### Input data

++++++++++

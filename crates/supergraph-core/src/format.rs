//! Output format handling for supergraph
//!
//! Supports three output formats:
//! - human: Readable, concise output for terminal use
//! - json: Stable, machine-readable JSON
//! - records: Line-oriented format for scripts (`H`, `N`, `E`, `P` lines)

use std::fmt;
use std::str::FromStr;

use serde::{Deserialize, Serialize};

use crate::error::GraphError;

/// Output format for supergraph commands
#[derive(Debug, Clone, Copy, PartialEq, Eq, Default, Serialize, Deserialize)]
#[serde(rename_all = "lowercase")]
pub enum OutputFormat {
    /// Human-readable output (default)
    #[default]
    Human,
    /// JSON output for machine consumption
    Json,
    /// Line-oriented records output
    Records,
}

impl FromStr for OutputFormat {
    type Err = GraphError;

    fn from_str(s: &str) -> Result<Self, Self::Err> {
        match s.to_lowercase().as_str() {
            "human" => Ok(OutputFormat::Human),
            "json" => Ok(OutputFormat::Json),
            "records" => Ok(OutputFormat::Records),
            other => Err(GraphError::UnknownFormat(other.to_string())),
        }
    }
}

impl fmt::Display for OutputFormat {
    fn fmt(&self, f: &mut fmt::Formatter<'_>) -> fmt::Result {
        match self {
            OutputFormat::Human => write!(f, "human"),
            OutputFormat::Json => write!(f, "json"),
            OutputFormat::Records => write!(f, "records"),
        }
    }
}

/// Escape a value for a double-quoted records field or DOT string.
///
/// Backslashes and quotes are backslash-escaped; line breaks become `\n` and
/// `\r` so a value never spans lines.
pub fn escape_string(s: &str) -> String {
    let mut escaped = String::with_capacity(s.len());
    for c in s.chars() {
        match c {
            '\\' => escaped.push_str(r"\\"),
            '"' => escaped.push_str(r#"\""#),
            '\n' => escaped.push_str(r"\n"),
            '\r' => escaped.push_str(r"\r"),
            other => escaped.push(other),
        }
    }
    escaped
}

#[cfg(test)]
mod tests {
    use super::*;

    #[test]
    fn test_parse_formats() {
        assert_eq!("human".parse::<OutputFormat>().unwrap(), OutputFormat::Human);
        assert_eq!("JSON".parse::<OutputFormat>().unwrap(), OutputFormat::Json);
        assert_eq!(
            "records".parse::<OutputFormat>().unwrap(),
            OutputFormat::Records
        );
    }

    #[test]
    fn test_parse_unknown_format() {
        let err = "xml".parse::<OutputFormat>().unwrap_err();
        assert!(matches!(err, GraphError::UnknownFormat(ref s) if s == "xml"));
    }

    #[test]
    fn test_display_matches_parse() {
        for format in [OutputFormat::Human, OutputFormat::Json, OutputFormat::Records] {
            assert_eq!(format.to_string().parse::<OutputFormat>().unwrap(), format);
        }
    }

    #[test]
    fn test_escape_string() {
        assert_eq!(escape_string(r#"say "hi""#), r#"say \"hi\""#);
        assert_eq!(escape_string(r"C:\dir\"), r"C:\\dir\\");
        assert_eq!(escape_string("two\nlines\r"), r"two\nlines\r");
        assert_eq!(escape_string("plain"), "plain");
    }
}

++++++++++

Above are records; repeat only the lines starting at the line with "or DOT string." and ending at the line with "let mut escaped", exactly as they appear, both included.

### Solution to the problem
/// Escape a value for a double-quoted records field or DOT string.
///
/// Backslashes and quotes are backslash-escaped; line breaks become `\n` and
/// `\r` so a value never spans lines.
pub fn escape_string(s: &str) -> String {
    let mut escaped = String::with_capacity(s.len());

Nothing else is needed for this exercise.